_EXERCISE PROMPT_: Each line of the data below must be given again exactly as written.

_TASK MATERIAL_:
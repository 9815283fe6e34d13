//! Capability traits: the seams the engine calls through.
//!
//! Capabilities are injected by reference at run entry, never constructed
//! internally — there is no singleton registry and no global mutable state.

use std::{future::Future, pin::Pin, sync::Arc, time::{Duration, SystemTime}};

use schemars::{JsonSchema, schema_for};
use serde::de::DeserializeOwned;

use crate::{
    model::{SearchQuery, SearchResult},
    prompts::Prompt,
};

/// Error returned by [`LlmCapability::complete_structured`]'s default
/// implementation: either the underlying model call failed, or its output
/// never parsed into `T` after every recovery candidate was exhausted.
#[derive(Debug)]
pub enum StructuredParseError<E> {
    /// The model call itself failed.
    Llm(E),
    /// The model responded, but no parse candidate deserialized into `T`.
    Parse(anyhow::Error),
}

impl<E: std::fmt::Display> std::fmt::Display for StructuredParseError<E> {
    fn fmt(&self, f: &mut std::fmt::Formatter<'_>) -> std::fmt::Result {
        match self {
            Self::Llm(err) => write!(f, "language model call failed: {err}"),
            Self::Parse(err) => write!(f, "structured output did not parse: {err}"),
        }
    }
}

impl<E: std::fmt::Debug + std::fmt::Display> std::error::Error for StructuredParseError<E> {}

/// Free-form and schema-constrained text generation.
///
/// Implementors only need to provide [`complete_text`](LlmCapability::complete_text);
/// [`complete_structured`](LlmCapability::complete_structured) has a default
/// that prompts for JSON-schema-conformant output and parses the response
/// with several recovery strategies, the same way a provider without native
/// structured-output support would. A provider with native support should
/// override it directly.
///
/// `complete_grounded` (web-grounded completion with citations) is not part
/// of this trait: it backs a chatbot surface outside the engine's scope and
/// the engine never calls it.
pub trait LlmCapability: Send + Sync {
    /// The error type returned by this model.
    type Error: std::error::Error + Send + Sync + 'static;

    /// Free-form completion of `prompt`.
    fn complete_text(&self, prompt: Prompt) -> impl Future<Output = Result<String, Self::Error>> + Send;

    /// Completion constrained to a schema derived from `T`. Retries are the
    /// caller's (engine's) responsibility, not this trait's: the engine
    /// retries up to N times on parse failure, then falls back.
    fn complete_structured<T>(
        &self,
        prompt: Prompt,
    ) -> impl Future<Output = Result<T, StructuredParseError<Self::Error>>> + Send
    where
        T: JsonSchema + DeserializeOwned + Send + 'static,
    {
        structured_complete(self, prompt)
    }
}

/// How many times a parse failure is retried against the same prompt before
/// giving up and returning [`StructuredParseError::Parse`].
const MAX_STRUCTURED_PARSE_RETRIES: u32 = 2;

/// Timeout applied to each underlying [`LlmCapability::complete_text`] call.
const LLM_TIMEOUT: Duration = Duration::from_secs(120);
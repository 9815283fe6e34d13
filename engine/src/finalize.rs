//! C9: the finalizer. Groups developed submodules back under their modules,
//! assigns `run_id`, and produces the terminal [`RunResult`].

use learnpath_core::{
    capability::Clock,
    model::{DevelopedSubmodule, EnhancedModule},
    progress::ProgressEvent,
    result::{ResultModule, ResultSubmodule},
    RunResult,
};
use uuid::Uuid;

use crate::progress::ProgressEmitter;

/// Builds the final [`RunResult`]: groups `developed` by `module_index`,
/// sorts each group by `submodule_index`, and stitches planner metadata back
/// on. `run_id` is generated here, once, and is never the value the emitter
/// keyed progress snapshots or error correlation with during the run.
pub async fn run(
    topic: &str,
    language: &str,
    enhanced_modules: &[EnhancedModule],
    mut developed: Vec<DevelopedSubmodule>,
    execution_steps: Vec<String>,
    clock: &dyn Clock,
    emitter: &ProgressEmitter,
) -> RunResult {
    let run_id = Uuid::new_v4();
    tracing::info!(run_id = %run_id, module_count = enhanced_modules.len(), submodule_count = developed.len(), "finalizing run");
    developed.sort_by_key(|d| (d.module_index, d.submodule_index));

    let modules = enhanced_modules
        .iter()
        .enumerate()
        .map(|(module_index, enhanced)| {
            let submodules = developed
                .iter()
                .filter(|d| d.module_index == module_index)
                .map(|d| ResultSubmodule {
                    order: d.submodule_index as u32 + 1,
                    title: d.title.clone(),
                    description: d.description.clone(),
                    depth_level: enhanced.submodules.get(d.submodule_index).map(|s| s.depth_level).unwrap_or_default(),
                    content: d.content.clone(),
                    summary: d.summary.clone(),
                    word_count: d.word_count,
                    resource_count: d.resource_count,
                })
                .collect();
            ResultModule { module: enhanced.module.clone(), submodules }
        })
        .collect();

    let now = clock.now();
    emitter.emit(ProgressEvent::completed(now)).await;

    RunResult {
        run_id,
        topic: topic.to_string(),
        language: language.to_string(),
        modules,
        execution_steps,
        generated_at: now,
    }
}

_RESPONSE TO THE EXERCISE_:
repository 9815283fe6e34d13
//! Capability traits: the seams the engine calls through.
//!
//! Capabilities are injected by reference at run entry, never constructed
//! internally — there is no singleton registry and no global mutable state.

use std::{future::Future, pin::Pin, sync::Arc, time::{Duration, SystemTime}};

use schemars::{JsonSchema, schema_for};
use serde::de::DeserializeOwned;

use crate::{
    model::{SearchQuery, SearchResult},
    prompts::Prompt,
};

/// Error returned by [`LlmCapability::complete_structured`]'s default
/// implementation: either the underlying model call failed, or its output
/// never parsed into `T` after every recovery candidate was exhausted.
#[derive(Debug)]
pub enum StructuredParseError<E> {
    /// The model call itself failed.
    Llm(E),
    /// The model responded, but no parse candidate deserialized into `T`.
    Parse(anyhow::Error),
}

impl<E: std::fmt::Display> std::fmt::Display for StructuredParseError<E> {
    fn fmt(&self, f: &mut std::fmt::Formatter<'_>) -> std::fmt::Result {
        match self {
            Self::Llm(err) => write!(f, "language model call failed: {err}"),
            Self::Parse(err) => write!(f, "structured output did not parse: {err}"),
        }
    }
}

impl<E: std::fmt::Debug + std::fmt::Display> std::error::Error for StructuredParseError<E> {}

/// Free-form and schema-constrained text generation.
///
/// Implementors only need to provide [`complete_text`](LlmCapability::complete_text);
/// [`complete_structured`](LlmCapability::complete_structured) has a default
/// that prompts for JSON-schema-conformant output and parses the response
/// with several recovery strategies, the same way a provider without native
/// structured-output support would. A provider with native support should
/// override it directly.
///
/// `complete_grounded` (web-grounded completion with citations) is not part
/// of this trait: it backs a chatbot surface outside the engine's scope and
/// the engine never calls it.
pub trait LlmCapability: Send + Sync {
    /// The error type returned by this model.
    type Error: std::error::Error + Send + Sync + 'static;

    /// Free-form completion of `prompt`.
    fn complete_text(&self, prompt: Prompt) -> impl Future<Output = Result<String, Self::Error>> + Send;

    /// Completion constrained to a schema derived from `T`. Retries are the
    /// caller's (engine's) responsibility, not this trait's: the engine
    /// retries up to N times on parse failure, then falls back.
    fn complete_structured<T>(
        &self,
        prompt: Prompt,
    ) -> impl Future<Output = Result<T, StructuredParseError<Self::Error>>> + Send
    where
        T: JsonSchema + DeserializeOwned + Send + 'static,
    {
        structured_complete(self, prompt)
    }
}

/// How many times a parse failure is retried against the same prompt before
/// giving up and returning [`StructuredParseError::Parse`].
const MAX_STRUCTURED_PARSE_RETRIES: u32 = 2;

/// Timeout applied to each underlying [`LlmCapability::complete_text`] call.
const LLM_TIMEOUT: Duration = Duration::from_secs(120);
repository 9815283fe6e34d13
filename engine/src/finalize.rs
//! C9: the finalizer. Groups developed submodules back under their modules,
//! assigns `run_id`, and produces the terminal [`RunResult`].

use learnpath_core::{
    capability::Clock,
    model::{DevelopedSubmodule, EnhancedModule},
    progress::ProgressEvent,
    result::{ResultModule, ResultSubmodule},
    RunResult,
};
use uuid::Uuid;

use crate::progress::ProgressEmitter;

/// Builds the final [`RunResult`]: groups `developed` by `module_index`,
/// sorts each group by `submodule_index`, and stitches planner metadata back
/// on. `run_id` is generated here, once, and is never the value the emitter
/// keyed progress snapshots or error correlation with during the run.
pub async fn run(
    topic: &str,
    language: &str,
    enhanced_modules: &[EnhancedModule],
    mut developed: Vec<DevelopedSubmodule>,
    execution_steps: Vec<String>,
    clock: &dyn Clock,
    emitter: &ProgressEmitter,
) -> RunResult {
    let run_id = Uuid::new_v4();
    tracing::info!(run_id = %run_id, module_count = enhanced_modules.len(), submodule_count = developed.len(), "finalizing run");
    developed.sort_by_key(|d| (d.module_index, d.submodule_index));

    let modules = enhanced_modules
        .iter()
        .enumerate()
        .map(|(module_index, enhanced)| {
            let submodules = developed
                .iter()
                .filter(|d| d.module_index == module_index)
                .map(|d| ResultSubmodule {
                    order: d.submodule_index as u32 + 1,
                    title: d.title.clone(),
                    description: d.description.clone(),
                    depth_level: enhanced.submodules.get(d.submodule_index).map(|s| s.depth_level).unwrap_or_default(),
                    content: d.content.clone(),
                    summary: d.summary.clone(),
                    word_count: d.word_count,
                    resource_count: d.resource_count,
                })
                .collect();
            ResultModule { module: enhanced.module.clone(), submodules }
        })
        .collect();

    let now = clock.now();
    emitter.emit(ProgressEvent::completed(now)).await;

    RunResult {
        run_id,
        topic: topic.to_string(),
        language: language.to_string(),
        modules,
        execution_steps,
        generated_at: now,
    }
}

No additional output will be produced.